Jill se volvió hacia su prometido y le preguntó:

– Richard, ¿de qué va todo esto?

– Ya te lo diré yo -dijo Gideon, y empezó a leer el contenido de la carta en voz alta. Su voz emanaba la fuerza de la indignación, a pesar de que le tembló dos veces. Una vez cuando leyó las palabras «nuestra hija», y una segunda vez cuando llegó a lo de «vivió treinta y dos años».

Por su parte, Jill oyó cómo el eco de otras dos frases resonaba por toda la habitación: «Desafió los pronósticos médicos» fue una, y la otra constaba de las cinco primeras palabras de la última frase: «A pesar de sus problemas». Sintió que una oleada de malestar la invadía y que un frío terrible le iba avanzando hacia los huesos.

– ¿Quién es? -le preguntó a gritos-. Richard, ¿quién es?

– Un bicho raro -contestó Gideon-. ¿No es verdad, papá? Virginia Davies era otro bicho raro.

– ¿Qué quiere decir con eso? -preguntó Jill, a pesar de que ya lo sabía y de que no podía soportarlo. Deseaba que Richard respondiera a su pregunta, pero éste permanecía callado como el granito, con los hombros inclinados, con la espalda encorvada y con los ojos clavados en su hijo-. ¡Di algo! -le imploró.

– Se está pensando la respuesta adecuada para ti -le informó Gideon-. Se está preguntando qué excusa puede tener para haberme dicho que mi hermana mayor murió de pequeña. Había algo en ella que no acababa de estar bien, ¿te das cuenta? Supongo que hacer ver que estaba muerta era mucho más fácil que aceptar que no era perfecta.

Por fin, Richard habló:

– No sabes de lo que estás hablando.

No obstante, Jill ya había perdido el control sobre sus pensamientos: otra hija con síndrome de Down, le gritaban las voces desde dentro del cráneo, un segundo caso de síndrome de Down, un segundo caso de síndrome de Down o algo mucho peor, algo que ni siquiera se esforzó en decirle y durante todo ese tiempo su querida Catherine corría el riesgo de algo que sólo Dios sabía, algo que las pruebas prenatales no habían identificado y él permanecía allí, permanecía allí, y miraba a su hijo y se negaba a hablar de… Se dio cuenta de que la fotografía que sostenía se le caía de las manos, se le volvía pesada, que se estaba convirtiendo en una carga que apenas podía soportar. Se le resbaló entre los dedos y gritó:

– ¡Contéstame, Richard!

Richard y su hijo se movieron a la vez en el instante en que la fotografía caía estrepitosamente sobre el desnudo suelo de madera; Jill pasó por encima de la fotografía, la rodeó, sintiendo que no podría aguantar su imposible peso ni un minuto más. Por lo tanto, se dirigió a trompicones hacia el sofá, donde se convirtió en una espectadora muda de lo que sucedió a continuación.
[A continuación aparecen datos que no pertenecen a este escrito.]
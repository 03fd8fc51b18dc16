//! Interactive chessboard widget for the browser.
//!
//! The crate renders an 8x8 board into a host element, places the standard
//! 32-piece starting setup and lets the user relocate one piece at a time by
//! dragging it with the pointer. There is intentionally no rules engine: no
//! move legality, no turns, no check detection. The only mutation the widget
//! performs is overwriting a piece's square on drop.
//!
//! The domain model ([`chess`]) and the drag state machine
//! ([`widget::drag`]) are target-independent and tested natively; only
//! `widget::view` touches the DOM and is compiled for `wasm32` alone.

// Rustc lints.
#![warn(
    absolute_paths_not_starting_with_crate,
    keyword_idents,
    macro_use_extern_crate,
    missing_docs,
    trivial_casts,
    trivial_numeric_casts,
    unreachable_pub,
    unused_extern_crates,
    unused_import_braces,
    unused_lifetimes,
    unused_qualifications,
    unused_results,
    variant_size_differences
)]
// Rustdoc lints.
#![warn(
    rustdoc::private_doc_tests,
    rustdoc::missing_crate_level_docs,
    rustdoc::broken_intra_doc_links,
    rustdoc::invalid_codeblock_attributes,
    rustdoc::invalid_html_tags,
    rustdoc::invalid_rust_codeblocks,
    rustdoc::bare_urls
)]
// Clippy lints.
#![warn(
    clippy::correctness,
    clippy::suspicious,
    clippy::style,
    clippy::complexity,
    clippy::pedantic,
    clippy::nursery,
    clippy::cargo
)]

pub mod chess;
pub mod widget;

use shadow_rs::shadow;

shadow!(build);

/// Returns the full widget version that identifies how the mounted build was
/// produced in the first place.
#[must_use]
pub fn version() -> String {
    format!(
        "{} (commit {}, branch {})",
        build::PKG_VERSION,
        build::SHORT_COMMIT,
        build::BRANCH
    )
}
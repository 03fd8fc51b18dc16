//! Maps between viewport pixels and board squares.
//!
//! All inputs are in CSS pixels, the coordinate space of both pointer events
//! and bounding-box queries. The board's own bounding box is measured per
//! event rather than cached: the page can scroll or resize the board at any
//! time between two pointer events.

use crate::chess::core::{File, Rank, Square, BOARD_WIDTH};

/// A point in CSS pixels.
#[derive(Copy, Clone, Debug, PartialEq, Default)]
pub struct Point {
    #[allow(missing_docs)]
    pub x: f64,
    #[allow(missing_docs)]
    pub y: f64,
}

impl Point {
    #[allow(missing_docs)]
    #[must_use]
    pub const fn new(x: f64, y: f64) -> Self {
        Self { x, y }
    }
}

/// The board element's bounding box in viewport coordinates.
#[derive(Copy, Clone, Debug, PartialEq)]
pub struct BoardRect {
    #[allow(missing_docs)]
    pub left: f64,
    #[allow(missing_docs)]
    pub top: f64,
    #[allow(missing_docs)]
    pub width: f64,
    #[allow(missing_docs)]
    pub height: f64,
}

impl BoardRect {
    #[allow(missing_docs)]
    #[must_use]
    pub const fn new(left: f64, top: f64, width: f64, height: f64) -> Self {
        Self {
            left,
            top,
            width,
            height,
        }
    }

    /// Width of one tile. The board does not have to be square.
    #[must_use]
    pub fn tile_width(&self) -> f64 {
        self.width / f64::from(BOARD_WIDTH)
    }

    /// Height of one tile.
    #[must_use]
    pub fn tile_height(&self) -> f64 {
        self.height / f64::from(BOARD_WIDTH)
    }

    /// Translates a viewport point into board-relative coordinates.
    #[must_use]
    pub fn relative(&self, point: Point) -> Point {
        Point::new(point.x - self.left, point.y - self.top)
    }

    /// The square under a viewport point: `file = floor((x - left) / (width /
    /// 8))`, `rank = 7 - floor((y - top) / (height / 8))`. `None` when the
    /// point is off the board (including a degenerate zero-size box).
    #[must_use]
    pub fn square_at(&self, point: Point) -> Option<Square> {
        let column = ((point.x - self.left) / self.tile_width()).floor();
        let row = ((point.y - self.top) / self.tile_height()).floor();
        if !(0.0..f64::from(BOARD_WIDTH)).contains(&column)
            || !(0.0..f64::from(BOARD_WIDTH)).contains(&row)
        {
            return None;
        }
        #[allow(clippy::cast_possible_truncation, clippy::cast_sign_loss)]
        let (column, row) = (column as u8, row as u8);
        let file = File::try_from(column).ok()?;
        let rank = Rank::try_from(BOARD_WIDTH - 1 - row).ok()?;
        Some(Square::new(file, rank))
    }

    /// Top-left corner of a square's tile, relative to the board origin.
    #[must_use]
    pub fn tile_origin(&self, square: Square) -> Point {
        let column = f64::from(square.file() as u8);
        let row = f64::from(BOARD_WIDTH - 1 - square.rank() as u8);
        Point::new(column * self.tile_width(), row * self.tile_height())
    }
}
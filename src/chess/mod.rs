//! Chessboard domain: squares, pieces and their placement. Rules of play are
//! out of scope here; the widget only needs the identity and geometry of the
//! standard 32-piece setup.

pub mod core;
pub mod position;
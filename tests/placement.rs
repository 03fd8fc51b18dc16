//! Properties of the starting placement and the tile coloring, checked over
//! the public API.

use itertools::Itertools;
use pretty_assertions::assert_eq;
use strum::IntoEnumIterator;
use tessera::chess::core::{File, PieceKind, Player, Rank, Shade, Square};
use tessera::chess::position::Board;

#[test]
fn tile_shade_matches_parity() {
    for (file, rank) in File::iter().cartesian_product(Rank::iter()) {
        let square = Square::new(file, rank);
        let expected = if (file as u8 + rank as u8) % 2 == 0 {
            Shade::Dark
        } else {
            Shade::Light
        };
        assert_eq!(square.shade(), expected, "shade of {square}");
    }
}

#[test]
fn adjacent_tiles_never_share_a_shade() {
    for rank in Rank::iter() {
        for (left, right) in File::iter().tuple_windows() {
            assert_ne!(
                Square::new(left, rank).shade(),
                Square::new(right, rank).shade()
            );
        }
    }
    for file in File::iter() {
        for (lower, upper) in Rank::iter().tuple_windows() {
            assert_ne!(
                Square::new(file, lower).shade(),
                Square::new(file, upper).shade()
            );
        }
    }
}

#[test]
fn sixteen_pawns_on_their_ranks() {
    let board = Board::starting();
    for (player, rank) in [(Player::White, Rank::Two), (Player::Black, Rank::Seven)] {
        for file in File::iter() {
            let placed = board
                .piece_at(Square::new(file, rank))
                .unwrap_or_else(|| panic!("expected a pawn on {file}{rank}"));
            assert_eq!(placed.piece.owner, player);
            assert_eq!(placed.piece.kind, PieceKind::Pawn);
        }
    }
    let pawns = board
        .pieces()
        .filter(|placed| placed.piece.kind == PieceKind::Pawn)
        .count();
    assert_eq!(pawns, 16);
}

#[test]
fn back_ranks_in_standard_order() {
    let board = Board::starting();
    let expected = [
        PieceKind::Rook,
        PieceKind::Knight,
        PieceKind::Bishop,
        PieceKind::Queen,
        PieceKind::King,
        PieceKind::Bishop,
        PieceKind::Knight,
        PieceKind::Rook,
    ];
    for (player, rank) in [(Player::White, Rank::One), (Player::Black, Rank::Eight)] {
        let kinds: Vec<_> = File::iter()
            .map(|file| {
                board
                    .piece_at(Square::new(file, rank))
                    .unwrap_or_else(|| panic!("expected a piece on {file}{rank}"))
                    .piece
            })
            .collect();
        assert!(kinds.iter().all(|piece| piece.owner == player));
        assert_eq!(kinds.iter().map(|piece| piece.kind).collect::<Vec<_>>(), expected);
    }
}

#[test]
fn sixteen_pieces_per_player() {
    let board = Board::starting();
    for player in [Player::White, Player::Black] {
        let count = board
            .pieces()
            .filter(|placed| placed.piece.owner == player)
            .count();
        assert_eq!(count, 16);
    }
}

#[test]
fn at_most_one_piece_per_square() {
    assert!(Board::starting()
        .pieces()
        .map(|placed| placed.square)
        .all_unique());
}

#[test]
fn middle_ranks_start_empty() {
    let board = Board::starting();
    for rank in [Rank::Three, Rank::Four, Rank::Five, Rank::Six] {
        for file in File::iter() {
            assert_eq!(board.piece_at(Square::new(file, rank)), None);
        }
    }
}
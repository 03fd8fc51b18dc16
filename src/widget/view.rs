//! DOM rendering and pointer wiring (`wasm32` only).
//!
//! One mounted widget per page, held in a thread-local slot the way a wasm
//! app owns its root view. The view keeps every DOM callback alive through
//! [`EventListener`] handles it owns, so dropping the view detaches all of
//! them; the two document-level drag listeners additionally live only for the
//! duration of a drag, held by a guard that is dropped on release.

use std::cell::RefCell;
use std::rc::Rc;

use anyhow::{anyhow, Context};
use gloo::console;
use gloo::events::{EventListener, EventListenerOptions};
use itertools::Itertools;
use strum::IntoEnumIterator;
use wasm_bindgen::prelude::wasm_bindgen;
use wasm_bindgen::{JsCast, JsValue};
use web_sys::{Document, Element, Event, HtmlElement, PointerEvent};

use crate::chess::core::{File, Piece, Rank, Square, BOARD_WIDTH};
use crate::chess::position::{Board, PieceId};
use crate::widget::config::{self, WidgetConfig};
use crate::widget::drag::{DragController, DropOutcome};
use crate::widget::geometry::{BoardRect, Point};

/// Tile size as a percentage of the board, for piece placement via CSS.
const TILE_PERCENT: f64 = 12.5;

thread_local! {
    static MOUNTED: RefCell<Option<Rc<BoardView>>> = RefCell::new(None);
}

/// Mounts the widget into the element with the given id, replacing any
/// previously mounted widget. The board renders the standard starting
/// placement; sprites are resolved against the default assets base.
///
/// # Errors
///
/// Fails when the element does not exist or the DOM cannot be built.
#[wasm_bindgen]
pub fn mount(container_id: &str) -> Result<(), JsValue> {
    mount_with(container_id, WidgetConfig::default())
        .map_err(|err| JsValue::from_str(&format!("{err:#}")))
}

/// [`mount`] with an explicit [`WidgetConfig`], for Rust callers.
///
/// # Errors
///
/// Fails when the container element does not exist or the DOM cannot be
/// built.
pub fn mount_with(container_id: &str, widget_config: WidgetConfig) -> anyhow::Result<()> {
    unmount();
    let document = web_sys::window()
        .and_then(|window| window.document())
        .context("document is not available")?;
    let container = document
        .get_element_by_id(container_id)
        .with_context(|| format!("no element with id '{container_id}'"))?;
    let view = Rc::new(BoardView::create(document, &container, widget_config)?);
    view.render_pieces();
    console::info!(format!("tessera {} mounted", crate::version()));
    MOUNTED.with(|slot| *slot.borrow_mut() = Some(view));
    Ok(())
}

/// Drops the mounted widget, if any: the board subtree is removed from the
/// document and every listener (including an in-flight drag's document
/// listeners) is detached.
#[wasm_bindgen]
pub fn unmount() {
    MOUNTED.with(|slot| {
        let _ = slot.borrow_mut().take();
    });
}

/// Document-level pointer listeners that exist only while a drag is in
/// progress: installed on press, dropped on release and on unmount. Dropping
/// the guard detaches both listeners.
struct DragGuard {
    _on_move: EventListener,
    _on_up: EventListener,
}

struct WidgetState {
    board: Board,
    drag: DragController,
}

struct BoardView {
    document: Document,
    board_el: HtmlElement,
    widget_config: WidgetConfig,
    state: RefCell<WidgetState>,
    piece_nodes: RefCell<Vec<(PieceId, HtmlElement)>>,
    piece_listeners: RefCell<Vec<EventListener>>,
    drag_node: RefCell<Option<HtmlElement>>,
    drag_guard: RefCell<Option<DragGuard>>,
}

impl BoardView {
    /// Builds the board element and its 64 tiles, emitted rank 8 down to
    /// rank 1, file a to h, so the source order matches the visual order.
    fn create(
        document: Document,
        container: &Element,
        widget_config: WidgetConfig,
    ) -> anyhow::Result<Self> {
        let board_el = create_div(&document, config::BOARD_CLASS)?;
        for (rank, file) in Rank::iter().rev().cartesian_product(File::iter()) {
            let square = Square::new(file, rank);
            let tile = create_div(
                &document,
                &format!("{} {}", config::TILE_CLASS, square.shade()),
            )?;
            let _ = tile.set_attribute("data-square", &square.to_string());
            let _ = board_el
                .append_child(&tile)
                .map_err(|err| anyhow!("failed to attach tile: {err:?}"))?;
        }
        let _ = container
            .append_child(&board_el)
            .map_err(|err| anyhow!("failed to attach board: {err:?}"))?;
        Ok(Self {
            document,
            board_el,
            widget_config,
            state: RefCell::new(WidgetState {
                board: Board::starting(),
                drag: DragController::new(),
            }),
            piece_nodes: RefCell::new(Vec::new()),
            piece_listeners: RefCell::new(Vec::new()),
            drag_node: RefCell::new(None),
            drag_guard: RefCell::new(None),
        })
    }

    /// Rebuilds the piece layer from the board state, skipping the piece
    /// being dragged (its floating copy is drawn instead).
    fn render_pieces(self: &Rc<Self>) {
        self.piece_listeners.borrow_mut().clear();
        for (_, node) in self.piece_nodes.borrow_mut().drain(..) {
            node.remove();
        }
        let state = self.state.borrow();
        for placed in state.board.pieces() {
            if state.drag.dragged() == Some(placed.id) {
                continue;
            }
            if let Err(err) = self.spawn_piece(placed.id, placed.piece, placed.square) {
                console::error!(format!("failed to render piece {}: {err:#}", placed.id));
            }
        }
    }

    fn spawn_piece(self: &Rc<Self>, id: PieceId, piece: Piece, square: Square) -> anyhow::Result<()> {
        let node = create_div(&self.document, config::PIECE_CLASS)?;
        let style = node.style();
        let _ = style.set_property(
            "background-image",
            &format!("url('{}')", self.widget_config.image_url(piece)),
        );
        let column = f64::from(square.file() as u8);
        let row = f64::from(BOARD_WIDTH - 1 - square.rank() as u8);
        let _ = style.set_property("left", &format!("{}%", column * TILE_PERCENT));
        let _ = style.set_property("top", &format!("{}%", row * TILE_PERCENT));
        let _ = self
            .board_el
            .append_child(&node)
            .map_err(|err| anyhow!("failed to attach piece: {err:?}"))?;
        // Callbacks hold the view weakly: the view owns the listeners, and a
        // strong capture would keep both alive past unmount.
        let view = Rc::downgrade(self);
        let pressed = node.clone();
        let listener = EventListener::new_with_options(
            &node,
            "pointerdown",
            EventListenerOptions::enable_prevent_default(),
            move |event: &Event| {
                if let Some(view) = view.upgrade() {
                    view.on_pointer_down(id, &pressed, event);
                }
            },
        );
        self.piece_listeners.borrow_mut().push(listener);
        self.piece_nodes.borrow_mut().push((id, node));
        Ok(())
    }

    fn on_pointer_down(self: &Rc<Self>, id: PieceId, node: &HtmlElement, event: &Event) {
        let Some(event) = event.dyn_ref::<PointerEvent>() else {
            return;
        };
        if event.button() != 0 {
            return;
        }
        event.prevent_default();
        let pointer = Point::new(f64::from(event.client_x()), f64::from(event.client_y()));
        let node_rect = node.get_bounding_client_rect();
        let origin = Point::new(node_rect.left(), node_rect.top());
        let rect = self.board_rect();
        // A press is ignored while another piece is mid-drag.
        if !self.state.borrow_mut().drag.press(id, pointer, origin, &rect) {
            return;
        }
        self.begin_drag(node);
    }

    /// Swaps the pressed element for a floating copy and installs the
    /// document-level listeners for the duration of the drag.
    fn begin_drag(self: &Rc<Self>, node: &HtmlElement) {
        let _ = node.style().set_property("display", "none");
        let (piece, position) = {
            let state = self.state.borrow();
            let Some(placed) = state.drag.dragged().and_then(|id| state.board.piece(id)) else {
                return;
            };
            let Some(position) = state.drag.position() else {
                return;
            };
            (placed.piece, position)
        };
        match create_div(&self.document, config::DRAG_CLASS) {
            Ok(floating) => {
                let style = floating.style();
                let _ = style.set_property(
                    "background-image",
                    &format!("url('{}')", self.widget_config.image_url(piece)),
                );
                let _ = style.set_property("left", &format!("{}px", position.x));
                let _ = style.set_property("top", &format!("{}px", position.y));
                let _ = self.board_el.append_child(&floating);
                *self.drag_node.borrow_mut() = Some(floating);
            }
            Err(err) => console::error!(format!("failed to spawn drag element: {err:#}")),
        }
        let view = Rc::downgrade(self);
        let on_move = EventListener::new(&self.document, "pointermove", move |event: &Event| {
            if let Some(view) = view.upgrade() {
                view.on_pointer_move(event);
            }
        });
        let view = Rc::downgrade(self);
        let on_up = EventListener::new_with_options(
            &self.document,
            "pointerup",
            EventListenerOptions::enable_prevent_default(),
            move |event: &Event| {
                if let Some(view) = view.upgrade() {
                    view.on_pointer_up(event);
                }
            },
        );
        *self.drag_guard.borrow_mut() = Some(DragGuard {
            _on_move: on_move,
            _on_up: on_up,
        });
    }

    fn on_pointer_move(&self, event: &Event) {
        let Some(event) = event.dyn_ref::<PointerEvent>() else {
            return;
        };
        let pointer = Point::new(f64::from(event.client_x()), f64::from(event.client_y()));
        let rect = self.board_rect();
        let Some(position) = self.state.borrow_mut().drag.drag_to(pointer, &rect) else {
            return;
        };
        if let Some(node) = self.drag_node.borrow().as_ref() {
            let style = node.style();
            let _ = style.set_property("left", &format!("{}px", position.x));
            let _ = style.set_property("top", &format!("{}px", position.y));
        }
    }

    fn on_pointer_up(self: &Rc<Self>, event: &Event) {
        let Some(event) = event.dyn_ref::<PointerEvent>() else {
            return;
        };
        event.prevent_default();
        let pointer = Point::new(f64::from(event.client_x()), f64::from(event.client_y()));
        let rect = self.board_rect();
        let outcome = {
            let state = &mut *self.state.borrow_mut();
            state.drag.release(pointer, &rect, &mut state.board)
        };
        if let Some(node) = self.drag_node.borrow_mut().take() {
            node.remove();
        }
        // End of the listeners' scope: the guard detaches both.
        let _ = self.drag_guard.borrow_mut().take();
        self.render_pieces();
        match outcome {
            Some(DropOutcome::Placed(relocation)) => match relocation.captured {
                Some(captured) => console::debug!(format!(
                    "{} -> {}, captured {captured}",
                    relocation.from, relocation.to
                )),
                None => console::debug!(format!("{} -> {}", relocation.from, relocation.to)),
            },
            Some(DropOutcome::OffBoard) => {
                console::debug!("dropped off the board, snapping back");
            }
            None => {}
        }
    }

    /// Measured per event: the page can scroll or resize the board between
    /// any two pointer events.
    fn board_rect(&self) -> BoardRect {
        let rect = self.board_el.get_bounding_client_rect();
        BoardRect::new(rect.left(), rect.top(), rect.width(), rect.height())
    }
}

impl Drop for BoardView {
    fn drop(&mut self) {
        // Listeners detach with their owned handles; the subtree goes with
        // the board element.
        self.board_el.remove();
    }
}

fn create_div(document: &Document, class: &str) -> anyhow::Result<HtmlElement> {
    let element = document
        .create_element("div")
        .map_err(|err| anyhow!("failed to create element: {err:?}"))?;
    element.set_class_name(class);
    element
        .dyn_into::<HtmlElement>()
        .map_err(|_| anyhow!("created element is not an HtmlElement"))
}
Con impaciencia, Richard se agachó para coger la fotografía, pero se lo impidió la escayola de la pierna. Gideon la cogió primero. La agarró, gritando: «¿Algo más, papá?», y después se la quedó mirando a medida que los dedos se le quedaban blancos sobre el marco de madera.

– ¿De dónde ha salido esto? -le preguntó con brusquedad mientras alzaba los ojos hacia su padre.

– Debes calmarte, Gideon -le sugirió Richard, a pesar de que sonaba desesperado; Jill les observaba y veía cómo iba creciendo la tensión: la de Richard cual látigo entre las manos, la de Gideon enroscada y lista para saltar de golpe.